Avatar of Chandrika KhanduriChandrika Khanduri

Incident Report: October 16th, 2025

We recently experienced an outage that affected our Edge Network connectivity. Some users may have experienced intermittent issues reaching their services for a few minutes via public endpoints.

This outage impacted our Edge Network across all regions. Users accessing Railway-hosted domains over HTTP and TCP may have experienced intermittent connection failures or timeouts for approximately 2-3 minutes.

Private networking was not impacted during this incident. All running deployments remained operational, though some users were unable to reach their services via public endpoints during the outage window. Users might have seen this as HTTP 404 errors, HTTP 522 errors (Connection Timed Out), or Cloudflare error pages indicating upstream connectivity issues.

Incident on our Status Page: Brief disruption to edge network connectivity

  • 20:50 UTC - We noticed a spike in external traffic across the proxy fleet
  • 20:51 UTC - Our internal monitoring probes began failing; on-call engineers paged
  • 20:51 UTC - Routing services reached high memory utilization under sustained request volume; user-facing outage began
  • 20:52 UTC - Load balancers stopped forwarding traffic to proxys as health checks failed
  • 20:53 UTC - Routing service works through spike in traffic and eventually returns to previous levels of throughput; partial recovery observed
  • 20:53 UTC - Full service restoration across all regions

We experienced an increased load on our edge network that exhausted available memory in a supporting service. This coincided with a routine edge network service upgrade, which temporarily increased load as the traffic shifted between nodes.
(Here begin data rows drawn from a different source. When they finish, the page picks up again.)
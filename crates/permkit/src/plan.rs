//! Parsing the JSON produced by `parse-terraform-plan`.
//!
//! The converter emits an object with two arrays, `changedResources` and
//! `changedDataSources`, whose elements carry at least `action`, `type` and
//! `path`. Anything else in the document is ignored.

use crate::error::{Error, Result};
use crate::types::{Action, ActionRecord, Qualifier};
use serde_json::Value;
use std::path::{Path, PathBuf};

/// Key of the managed-resource changes.
pub const CHANGED_RESOURCES: &str = "changedResources";
/// Key of the data-source changes.
pub const CHANGED_DATA_SOURCES: &str = "changedDataSources";

/// Parse a plan JSON file into action records.
///
/// An empty file means the plan has no changes.
pub fn parse_plan_file(path: &Path) -> Result<Vec<ActionRecord>> {
    let content = std::fs::read_to_string(path).map_err(|source| Error::PlanRead {
        path: path.to_path_buf(),
        source,
    })?;
    parse_plan_at(&content, path)
}

/// Parse an in-memory plan JSON document into action records.
pub fn parse_plan(json: &str) -> Result<Vec<ActionRecord>> {
    parse_plan_at(json, Path::new("<memory>"))
}

fn parse_plan_at(json: &str, origin: &Path) -> Result<Vec<ActionRecord>> {
    if json.trim().is_empty() {
        log::debug!("Plan {} is empty, no changes", origin.display());
        return Ok(Vec::new());
    }

    let document: Value = serde_json::from_str(json).map_err(|source| Error::PlanParse {
        path: PathBuf::from(origin),
        source,
    })?;

    let records: Vec<ActionRecord> = [CHANGED_RESOURCES, CHANGED_DATA_SOURCES]
        .iter()
        .filter_map(|key| document.get(key).and_then(Value::as_array))
        .flatten()
        .filter_map(parse_change)
        .collect();

    log::debug!("Parsed {} changes from {}", records.len(), origin.display());
    Ok(records)
}

/// Turn one plan element into a record, or `None` if it can't be mapped.
fn parse_change(change: &Value) -> Option<ActionRecord> {
    let verb = str_field(change, "action");
    let resource_type = str_field(change, "type");
    let path = str_field(change, "path");

    if resource_type.is_empty() {
        log::warn!("Skipping plan change without a type (path: '{path}')");
        return None;
    }

    let Some(action) = Action::from_plan_verb(verb) else {
        log::warn!("Skipping {path}: unknown plan action '{verb}'");
        return None;
    };

    Some(ActionRecord::new(
        action,
        resource_type,
        Qualifier::from_address(path),
    ))
}

fn str_field<'a>(value: &'a Value, name: &str) -> &'a str {
    value.get(name).and_then(Value::as_str).unwrap_or_default()
}

#[cfg(test)]
mod tests {
    use super::*;

    #[test]
    fn test_replace_becomes_update() {
        let json = r#"{"changedResources":[{"action":"replace","type":"google_storage_bucket","path":"google_storage_bucket.my_bucket"}]}"#;
        let records = parse_plan(json).unwrap();
        assert_eq!(
            records,
            vec![ActionRecord::new(
                Action::Update,
                "google_storage_bucket",
                Qualifier::Resource
            )]
        );
    }

    #[test]
    fn test_data_path_prefix_sets_qualifier() {
        let json = r#"{
            "changedResources": [
                {"action": "create", "type": "google_pubsub_topic", "path": "google_pubsub_topic.events"}
            ],
            "changedDataSources": [
                {"action": "read", "type": "google_project", "path": "data.google_project.current"},
                {"action": "read", "type": "google_client_config", "path": "module.x.data.google_client_config.c"}
            ]
        }"#;
        let records = parse_plan(json).unwrap();
        let qualifiers: Vec<Qualifier> = records.iter().map(|r| r.qualifier).collect();
        assert_eq!(
            qualifiers,
            vec![Qualifier::Resource, Qualifier::Data, Qualifier::Resource]
        );
    }

    #[test]
    fn test_resources_before_data_sources() {
        let json = r#"{
            "changedDataSources": [
                {"action": "read", "type": "google_project", "path": "data.google_project.current"}
            ],
            "changedResources": [
                {"action": "destroy", "type": "google_dns_zone", "path": "google_dns_zone.old"},
                {"action": "create", "type": "google_dns_zone", "path": "google_dns_zone.new"}
            ]
        }"#;
        let records = parse_plan(json).unwrap();
        let rendered: Vec<String> = records.iter().map(ToString::to_string).collect();
        assert_eq!(
            rendered,
            vec![
                "delete google_dns_zone (resource)",
                "create google_dns_zone (resource)",
                "read google_project (data)",
            ]
        );
    }

    #[test]
    fn test_never_emits_replace() {
        let json = r#"{"changedResources":[
            {"action":"replace","type":"google_a","path":"google_a.x"},
            {"action":"replace","type":"google_b","path":"data.google_b.y"},
            {"action":"update","type":"google_c","path":"google_c.z"}
        ]}"#;
        let records = parse_plan(json).unwrap();
        assert_eq!(records.len(), 3);
        assert!(records.iter().all(|r| r.action == Action::Update));
    }

    #[test]
    fn test_missing_keys_yield_no_records() {
        assert!(parse_plan("{}").unwrap().is_empty());
        assert!(parse_plan(r#"{"changedResources": null}"#).unwrap().is_empty());
        assert!(parse_plan("[]").unwrap().is_empty());
    }

    #[test]
    fn test_empty_document_is_no_changes() {
        assert!(parse_plan("").unwrap().is_empty());
        assert!(parse_plan("  \n").unwrap().is_empty());
    }

    #[test]
    fn test_malformed_json_is_error() {
        let err = parse_plan("{\"changedResources\": [").unwrap_err();
        assert!(matches!(err, Error::PlanParse { .. }));
    }

    #[test]
    fn test_unknown_action_and_missing_type_skipped() {
        let json = r#"{"changedResources":[
            {"action":"no-op","type":"google_a","path":"google_a.x"},
            {"action":"create","path":"google_b.y"},
            {"action":"create","type":"google_c","path":"google_c.z"}
        ]}"#;
        let records = parse_plan(json).unwrap();
        assert_eq!(records.len(), 1);
        assert_eq!(records[0].resource_type, "google_c");
    }

    #[test]
    fn test_parse_plan_file() {
        let dir = tempfile::tempdir().unwrap();
        let path = dir.path().join("plan.json");
        std::fs::write(
            &path,
            r#"{"changedResources":[{"action":"create","type":"google_sql_database","path":"google_sql_database.db"}]}"#,
        )
        .unwrap();

        let records = parse_plan_file(&path).unwrap();
        assert_eq!(records[0].action, Action::Create);

        let missing = parse_plan_file(&dir.path().join("missing.json")).unwrap_err();
        assert!(matches!(missing, Error::PlanRead { .. }));
        assert!(missing.to_string().contains("missing.json"));
    }
}
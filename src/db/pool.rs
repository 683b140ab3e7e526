//! Database connection pool management
//!
//! Uses sqlx SqlitePool with explicit connection limits.

use std::str::FromStr;

use sqlx::sqlite::{SqliteConnectOptions, SqlitePoolOptions};
use sqlx::SqlitePool;

/// Default maximum connections for the pool.
/// Kept low for a single-table service.
const DEFAULT_MAX_CONNECTIONS: u32 = 5;

/// Create a SQLite connection pool.
///
/// The database file is created if it does not exist.
///
/// # Errors
///
/// Returns an error if the URL is malformed or the connection fails.
pub async fn create_pool(database_url: &str) -> Result<SqlitePool, sqlx::Error> {
    create_pool_with_options(database_url, DEFAULT_MAX_CONNECTIONS).await
}

/// Create a SQLite connection pool with a custom connection cap.
pub async fn create_pool_with_options(
    database_url: &str,
    max_connections: u32,
) -> Result<SqlitePool, sqlx::Error> {
    let options = SqliteConnectOptions::from_str(database_url)?.create_if_missing(true);
    SqlitePoolOptions::new()
        .max_connections(max_connections)
        .connect_with(options)
        .await
}
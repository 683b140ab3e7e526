//! Domain models

pub mod pet;
pub mod window;

pub use pet::Pet;
pub use window::{ListParams, ListWindow};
The affected internal service was operating at high utilization when the traffic spike occurred. The combination of the increased load, high utilization, and service reloading triggered the incident.

New edge network services couldn’t initialize properly while the supporting service was under strain. The proxies began failing their health checks, causing our load balancers to stop routing traffic to them. This is when users started seeing connection failures to their services.

The service recovered as caching mechanisms kicked in to handle the increased load. During this window, users may have experienced intermittent connectivity issues over the public network to their services.

We take the stability of your workloads seriously. Our infrastructure team has already implemented immediate fixes and is working to eliminate the entire class of issues that caused this incident and significantly increase the resilience of our edge network.

Immediate measures already taken:

  • We’ve increased internal routing service memory limits to add sufficient breathing room for increased load
  • We’ve improved our memory utilization monitoring with tiered alerts that warn us when utilization is high and escalate to critical pages before service degradation
  • We are adding safeguards to prevent the internal routing service from being overwhelmed during anomalies

On the roadmap (Q4 2025):

Our team was already rebuilding our internal routing service before this incident occurred. The work underway will eliminate this entire class of failures:

  • Our infrastructure engineers are completely rewriting the routing service to be far more memory-efficient and handle substantially higher traffic volumes
  • We plan to migrate to a multi-region, distributed architecture that will scale orders of magnitude beyond our current capacity and isolate failure to individual regions instead of affecting the entire platform

Railway is committed to providing the best-in-class cloud experience. Any downtime is unacceptable for us. We apologize for any inconvenience caused by this incident, and we are working to eliminate the entire class of issues that contributed to it.